Uma desconstrução do Brasil, por meio da ironia, que escancara a hipocrisia da nossa elite dirigente no século 19. Machado de Assis dá voz a um narrador defunto que, longe da vida social, pode zombar do caráter das pessoas com quem conviveu. O romance também é importante por se valer de novas técnicas narrativas, fazendo-se a obra mais inovadora daquele século.
É o precursor da autoficção, um romance carregadamente autobiográfico, centrado nas desilusões do menino Sérgio em um colégio que era tido como o melhor o país. Ele descobre a falsidade e os comportamentos sórdidos de um mundo onde não há lugar para o amor e a amizade. Escrito com um cuidado de poeta parnasiano, este é o romance brasileiro em que a linguagem literária chegou ao seu ápice.
É a obra que faz a passagem da língua mais formal, de matriz lusitana, para a linguagem quente das ruas, que representa os seres marginais em um Rio de Janeiro que sonha com a modernidade. Aqui, Lima Barreto acompanha o drama de um mulato inteligente, que é violentamente discriminado por sua cor, o que o autor promove é uma naturalização da linguagem para dar espessura humana a atores sociais que nunca haviam sido protagonistas na literatura brasileira.
O mais divertido retrato do Brasil como um país que vive contemporaneamente em todas as idades do continente, no período pré-cabralino, no Brasil dos viajantes estrangeiros, na Colônia, no Império e na modernidade. O grande feito do livro é transformar as características do homem nacional tidas como defeitos em elementos positivos de nossa identidade malandra, ao mesmo tempo em que elege a pilhagem nos documentos como uma forma de invenção selvagem.

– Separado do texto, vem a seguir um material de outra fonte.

//! Error Types

use std::time::Duration;

use thiserror::Error;

/// Result type alias for agent operations
pub type Result<T> = std::result::Result<T, AgentError>;

/// Agent error types
#[derive(Error, Debug)]
pub enum AgentError {
    /// LLM provider returned an error
    #[error("Provider error: {0}")]
    Provider(String),

    /// Provider unavailable or not responding
    #[error("Provider unavailable: {0}")]
    ProviderUnavailable(String),

    /// Rate limited by the provider
    #[error("Rate limited: {0}")]
    RateLimited(String),

    /// Authentication with the provider failed
    #[error("Authentication failed: {0}")]
    Auth(String),

    /// A provider call or tool call ran past its deadline
    #[error("Timed out after {0:?}")]
    Timeout(Duration),

    /// Tool not found in registry
    #[error("Unknown tool: {0}")]
    UnknownTool(String),

    /// Tool registered twice under the same name
    #[error("Duplicate tool: {0}")]
    DuplicateTool(String),

    /// Tool arguments rejected by the parameter schema
    #[error("Validation error: {0}")]
    Validation(String),

    /// Tool handler failed
    #[error("Tool execution error: {0}")]
    ToolExecution(String),

    /// Unrecognized reasoning strategy
    #[error("Unsupported reasoning strategy: {0}")]
    UnsupportedStrategy(String),

    /// Document text could not be extracted
    #[error("Extraction error: {0}")]
    Extraction(String),

    /// Parse error (e.g., provider payload parsing)
    #[error("Parse error: {0}")]
    Parse(String),

    /// Configuration error
    #[error("Configuration error: {0}")]
    Config(String),

    /// Generic IO error
    #[error("IO error: {0}")]
    Io(#[from] std::io::Error),

    /// JSON serialization error
    #[error("JSON error: {0}")]
    Json(#[from] serde_json::Error),

    /// Other/unknown error
    #[error("{0}")]
    Other(String),
}

impl AgentError {
    /// Whether the failure came from the model transport
    pub fn is_transport(&self) -> bool {
        matches!(
            self,
            AgentError::Provider(_)
                | AgentError::ProviderUnavailable(_)
                | AgentError::RateLimited(_)
                | AgentError::Auth(_)
                | AgentError::Timeout(_)
        )
    }

    /// Check if error is retryable
    pub fn is_retryable(&self) -> bool {
        matches!(
            self,
            AgentError::ProviderUnavailable(_)
                | AgentError::RateLimited(_)
                | AgentError::Timeout(_)
                | AgentError::Io(_)
        )
    }

    /// Whether a ReAct round can record this failure and keep going
    pub fn is_recoverable(&self) -> bool {
        self.is_retryable() || (self.is_transport() && !matches!(self, AgentError::Auth(_)))
    }

    /// Convert to a user-friendly message
    pub fn user_message(&self) -> String {
        match self {
            AgentError::Provider(msg) => format!("The AI service encountered an error: {msg}"),
            AgentError::ProviderUnavailable(_) => {
                "The AI service is currently unavailable. Please try again.".into()
            }
            AgentError::RateLimited(_) => {
                "You've made too many requests. Please wait a moment.".into()
            }
            AgentError::Auth(_) => "Authentication failed. Please check your credentials.".into(),
            AgentError::Timeout(_) => "The request timed out. Please try again.".into(),
            AgentError::UnknownTool(name) => format!("The tool '{name}' is not available."),
            AgentError::Validation(msg) => format!("Invalid tool input: {msg}"),
            AgentError::ToolExecution(msg) => format!("Tool error: {msg}"),
            AgentError::UnsupportedStrategy(name) => format!(
                "Unknown reasoning type '{name}'. Use direct, chain_of_thought or react."
            ),
            AgentError::Extraction(msg) => format!("Could not read the document: {msg}"),
            _ => "An unexpected error occurred.".into(),
        }
    }
}

impl From<anyhow::Error> for AgentError {
    fn from(err: anyhow::Error) -> Self {
        AgentError::Other(err.to_string())
    }
}

#[cfg(test)]
mod tests {
    use super::*;

    #[test]
    fn test_transport_classification() {
        assert!(AgentError::Auth("bad key".into()).is_transport());
        assert!(AgentError::Timeout(Duration::from_secs(1)).is_transport());
        assert!(!AgentError::UnknownTool("x".into()).is_transport());

        assert!(AgentError::RateLimited("slow down".into()).is_retryable());
        assert!(!AgentError::Auth("bad key".into()).is_retryable());
        assert!(AgentError::Provider("empty completion".into()).is_recoverable());
        assert!(!AgentError::Auth("bad key".into()).is_recoverable());
        assert!(!AgentError::Config("no model".into()).is_recoverable());
    }
}
//! Brave Search backend (requires an API key)

use async_trait::async_trait;
use serde::Deserialize;

use super::{SearchBackend, http_client};
use crate::error::{ResearchError, Result};
use crate::model::SearchHit;

const ENDPOINT: &str = "https://api.search.brave.com/res/v1/web/search";

/// Brave caps `count` at 20
const MAX_COUNT: usize = 20;

pub struct BraveSearchBackend {
    client: reqwest::Client,
    api_key: String,
}

impl BraveSearchBackend {
    pub fn new(api_key: impl Into<String>) -> Result<Self> {
        let api_key = api_key.into();
        if api_key.trim().is_empty() {
            return Err(ResearchError::Config("Brave API key is empty".into()));
        }
        Ok(Self {
            client: http_client()?,
            api_key,
        })
    }
}

#[derive(Debug, Default, Deserialize)]
#[serde(default)]
struct BraveResponse {
    web: Option<BraveWeb>,
}

#[derive(Debug, Default, Deserialize)]
#[serde(default)]
struct BraveWeb {
    results: Vec<BraveResult>,
}

#[derive(Debug, Default, Deserialize)]
#[serde(default)]
struct BraveResult {
    title: String,
    url: String,
    description: String,
}

impl BraveResponse {
    fn into_hits(self, limit: usize) -> Vec<SearchHit> {
        self.web
            .map(|web| web.results)
            .unwrap_or_default()
            .into_iter()
            .filter(|r| !r.url.is_empty())
            .take(limit)
            .map(|r| SearchHit::new(r.title, r.description, r.url))
            .collect()
    }
}

#[async_trait]
impl SearchBackend for BraveSearchBackend {
    async fn search(&self, query: &str, limit: usize) -> Result<Vec<SearchHit>> {
        let count = limit.clamp(1, MAX_COUNT).to_string();
        tracing::debug!(target: "web_search", query, limit, "Performing Brave search");

        let response = self
            .client
            .get(ENDPOINT)
            .query(&[("q", query), ("count", count.as_str())])
            .header("Accept", "application/json")
            .header("X-Subscription-Token", &self.api_key)
            .send()
            .await
            .map_err(|e| {
                tracing::warn!(target: "web_search", error = %e, "Brave request failed");
                ResearchError::SearchUnavailable(e.to_string())
            })?;

        let status = response.status();
        if !status.is_success() {
            let body = response.text().await.unwrap_or_default();
            tracing::warn!(target: "web_search", %status, "Brave returned error");
            return Err(ResearchError::Search(format!(
                "Brave Search returned HTTP {status}: {}",
                body.chars().take(200).collect::<String>()
            )));
        }

        let body: BraveResponse = response
            .json()
            .await
            .map_err(|e| ResearchError::Search(format!("Failed to parse search response: {e}")))?;
        Ok(body.into_hits(limit))
    }

    fn name(&self) -> &str {
        "brave"
    }
}
//! Server Configuration
//!
//! Everything the binary reads from the environment besides the provider
//! profile, which `agent_runtime::ProviderConfig` resolves on its own.

use std::path::PathBuf;
use std::str::FromStr;
use std::time::Duration;

use agent_core::{AgentError, Result, ToolAccess};

#[derive(Clone, Debug)]
pub struct ServerConfig {
    pub bind_addr: String,
    /// Directory `/analyze-document/{filename}` reads from
    pub upload_dir: PathBuf,
    /// JSON-lines mirror for notes; in-memory only when unset
    pub notes_file: Option<PathBuf>,
    pub react_max_rounds: usize,
    pub tool_timeout: Duration,
    pub tool_access: ToolAccess,
    /// Enables Brave instead of DuckDuckGo for `web_search`
    pub brave_api_key: Option<String>,
    pub max_document_chars: usize,
}

impl Default for ServerConfig {
    fn default() -> Self {
        Self {
            bind_addr: "0.0.0.0:8000".into(),
            upload_dir: PathBuf::from("uploads"),
            notes_file: None,
            react_max_rounds: 6,
            tool_timeout: agent_core::tool::DEFAULT_TOOL_TIMEOUT,
            tool_access: ToolAccess::default(),
            brave_api_key: None,
            max_document_chars: research_tools::document::DEFAULT_MAX_CHARS,
        }
    }
}

impl ServerConfig {
    pub fn from_env() -> Result<Self> {
        Self::from_lookup(|key| std::env::var(key).ok())
    }

    pub fn from_lookup(lookup: impl Fn(&str) -> Option<String>) -> Result<Self> {
        let get = |key: &str| lookup(key).map(|v| v.trim().to_string()).filter(|v| !v.is_empty());
        let defaults = Self::default();

        let react_max_rounds = parse_or(get("REACT_MAX_ROUNDS"), "REACT_MAX_ROUNDS", defaults.react_max_rounds)?;
        if react_max_rounds == 0 {
            return Err(AgentError::Config("REACT_MAX_ROUNDS must be at least 1".into()));
        }

        let tool_timeout = parse_or(get("TOOL_TIMEOUT_SECS"), "TOOL_TIMEOUT_SECS", defaults.tool_timeout.as_secs())?;

        Ok(Self {
            bind_addr: get("BIND_ADDR").unwrap_or(defaults.bind_addr),
            upload_dir: get("UPLOAD_DIR").map_or(defaults.upload_dir, PathBuf::from),
            notes_file: get("NOTES_FILE").map(PathBuf::from),
            react_max_rounds,
            tool_timeout: Duration::from_secs(tool_timeout.max(1)),
            tool_access: get("TOOL_ACCESS")
                .map(|v| ToolAccess::from_str(&v))
                .transpose()?
                .unwrap_or(defaults.tool_access),
            brave_api_key: get("BRAVE_API_KEY"),
            max_document_chars: parse_or(
                get("MAX_DOCUMENT_CHARS"),
                "MAX_DOCUMENT_CHARS",
                defaults.max_document_chars,
            )?,
        })
    }
}

fn parse_or<T: FromStr>(value: Option<String>, key: &str, default: T) -> Result<T> {
    value.map_or(Ok(default), |raw| {
        raw.parse()
            .map_err(|_| AgentError::Config(format!("{key} must be a number, got '{raw}'")))
    })
}

#[cfg(test)]
mod tests {
    use std::collections::HashMap;

    use super::*;

    fn config(vars: &[(&str, &str)]) -> Result<ServerConfig> {
        let vars: HashMap<String, String> = vars
            .iter()
            .map(|(k, v)| ((*k).to_string(), (*v).to_string()))
            .collect();
        ServerConfig::from_lookup(|key| vars.get(key).cloned())
    }

    #[test]
    fn test_defaults() {
        let config = config(&[]).unwrap();
        assert_eq!(config.bind_addr, "0.0.0.0:8000");
        assert_eq!(config.react_max_rounds, 6);
        assert_eq!(config.tool_timeout, Duration::from_secs(30));
        assert_eq!(config.tool_access, ToolAccess::StrategyGated);
        assert!(config.notes_file.is_none());
        assert!(config.brave_api_key.is_none());
    }

    #[test]
    fn test_overrides() {
        let config = config(&[
            ("REACT_MAX_ROUNDS", "3"),
            ("TOOL_TIMEOUT_SECS", "5"),
            ("TOOL_ACCESS", "always"),
            ("NOTES_FILE", "notes.jsonl"),
            ("BRAVE_API_KEY", "  "),
        ])
        .unwrap();
        assert_eq!(config.react_max_rounds, 3);
        assert_eq!(config.tool_timeout, Duration::from_secs(5));
        assert_eq!(config.tool_access, ToolAccess::Always);
        assert_eq!(config.notes_file, Some(PathBuf::from("notes.jsonl")));
        assert!(config.brave_api_key.is_none());
    }

    #[test]
    fn test_invalid_values() {
        assert!(matches!(config(&[("REACT_MAX_ROUNDS", "many")]), Err(AgentError::Config(_))));
        assert!(matches!(config(&[("REACT_MAX_ROUNDS", "0")]), Err(AgentError::Config(_))));
        assert!(matches!(config(&[("TOOL_ACCESS", "sometimes")]), Err(AgentError::Config(_))));
    }
}
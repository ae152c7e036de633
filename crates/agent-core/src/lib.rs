//! # agent-core
//!
//! Core orchestration for the research assistant: conversation state,
//! reasoning strategies, and a typed tool registry behind a
//! provider-agnostic LLM abstraction.
//!
//! ## Architecture
//!
//! ```text
//! ┌──────────────────────────────────────────────────────────────┐
//! │                      ReasoningEngine                          │
//! │  ┌──────────────┐  ┌──────────────┐  ┌────────────────────┐  │
//! │  │ direct / CoT │  │ ToolRegistry │  │   LlmProvider      │  │
//! │  │ ReAct loop   │──│  (envelope)  │──│   (Strategy)       │  │
//! │  └──────────────┘  └──────────────┘  └────────────────────┘  │
//! │          │                                                    │
//! │  ┌──────────────┐                                             │
//! │  │ Conversation │  append-only, one per Session               │
//! │  └──────────────┘                                             │
//! └──────────────────────────────────────────────────────────────┘
//! ```
//!
//! The `LlmProvider` trait enables swapping between OpenAI-compatible
//! servers, or a scripted fake in tests, without changing engine logic.

pub mod error;
pub mod message;
pub mod provider;
pub mod reasoning;
pub mod session;
pub mod tool;

pub use error::{AgentError, Result};
pub use message::{Conversation, Message, Role};
pub use provider::{Completion, GenerationOptions, LlmProvider};
pub use reasoning::{
    EngineBuilder, EngineConfig, ReasoningEngine, ReasoningRequest, ReasoningResult,
    ReasoningType, ToolAccess, TraceStep,
};
pub use session::{Session, SessionId, SessionManager};
pub use tool::{ParamType, ParameterSchema, Tool, ToolArgs, ToolCall, ToolRegistry, ToolResult, ToolSchema};
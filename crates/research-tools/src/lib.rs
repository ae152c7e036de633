//! # research-tools
//!
//! Tools and document analysis for the research assistant.
//!
//! ## Tools
//!
//! | Tool | Backed by | Side effects |
//! |---|---|---|
//! | `save_note` | [`NoteStore`] (memory + optional JSON-lines file) | appends a note |
//! | `web_search` | a [`SearchBackend`] (DuckDuckGo, or Brave with a key) | none |
//! | `explain_concept` | the LLM provider | none |
//!
//! ## Wiring
//!
//! ```text
//! ┌───────────────┐   register    ┌──────────────┐   Arc    ┌─────────────────┐
//! │ svckit tools  │──────────────▶│ ToolRegistry │────────▶│ ReasoningEngine │
//! └───────────────┘               └──────────────┘          └─────────────────┘
//!                                                                    ▲
//!                                              ┌──────────────────┐  │
//!                                              │ DocumentAnalyzer │──┘
//!                                              └──────────────────┘
//! ```

pub mod document;
pub mod error;
pub mod model;
pub mod notes;
pub mod search;
pub mod svckit;

use std::sync::Arc;

use agent_core::{GenerationOptions, LlmProvider, ToolRegistry};

pub use document::{AnalysisMode, AnalysisOutcome, DocumentAnalyzer};
pub use error::{ResearchError, Result};
pub use model::{ExplainLevel, Note, SearchHit};
pub use notes::NoteStore;
pub use search::SearchBackend;

/// Re-export tools for easy registration
pub mod tools {
    pub use crate::svckit::{ExplainConceptTool, SaveNoteTool, WebSearchTool};
}

/// Register the three research tools.
///
/// Fails with `DuplicateTool` if any name is already taken.
pub fn register_research_tools(
    registry: &mut ToolRegistry,
    notes: Arc<NoteStore>,
    search: Arc<dyn SearchBackend>,
    provider: Arc<dyn LlmProvider>,
    options: GenerationOptions,
) -> agent_core::Result<()> {
    registry.register(tools::SaveNoteTool::new(notes))?;
    registry.register(tools::WebSearchTool::new(search))?;
    registry.register(tools::ExplainConceptTool::new(provider, options))?;
    Ok(())
}

/// System prompt for the research assistant
pub const RESEARCH_ASSISTANT_PROMPT: &str = r"You are SynthesisTalk, a collaborative research assistant.

## How You Work

1. Build on earlier turns of the conversation; refer back to documents and findings already discussed
2. Separate what sources say from your own inference
3. Say plainly when you are unsure or when information may be out of date

## Tools Available

- `web_search` - Find current information on the web
- `explain_concept` - Produce an explanation pitched at a given level
- `save_note` - Record a finding the user wants to keep

Search before answering questions about recent events. Save a note only when the user asks for it or confirms it.";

Um romance montado com cenas avulsas, a partir de quadros, em que Graciliano Ramos acompanha a rotina desesperadora de nordestinos que vivem de fazenda em fazenda, isolados do mundo. Fabiano e Sinhá Vitória têm que tomar uma decisão crucial, eternizar este ciclo de exploração ou tentar dar aos filhos o estudo que eles nunca tiveram. Mais do que um romance sobre a seca e o nordeste, é uma narrativa sobre o poder da linguagem.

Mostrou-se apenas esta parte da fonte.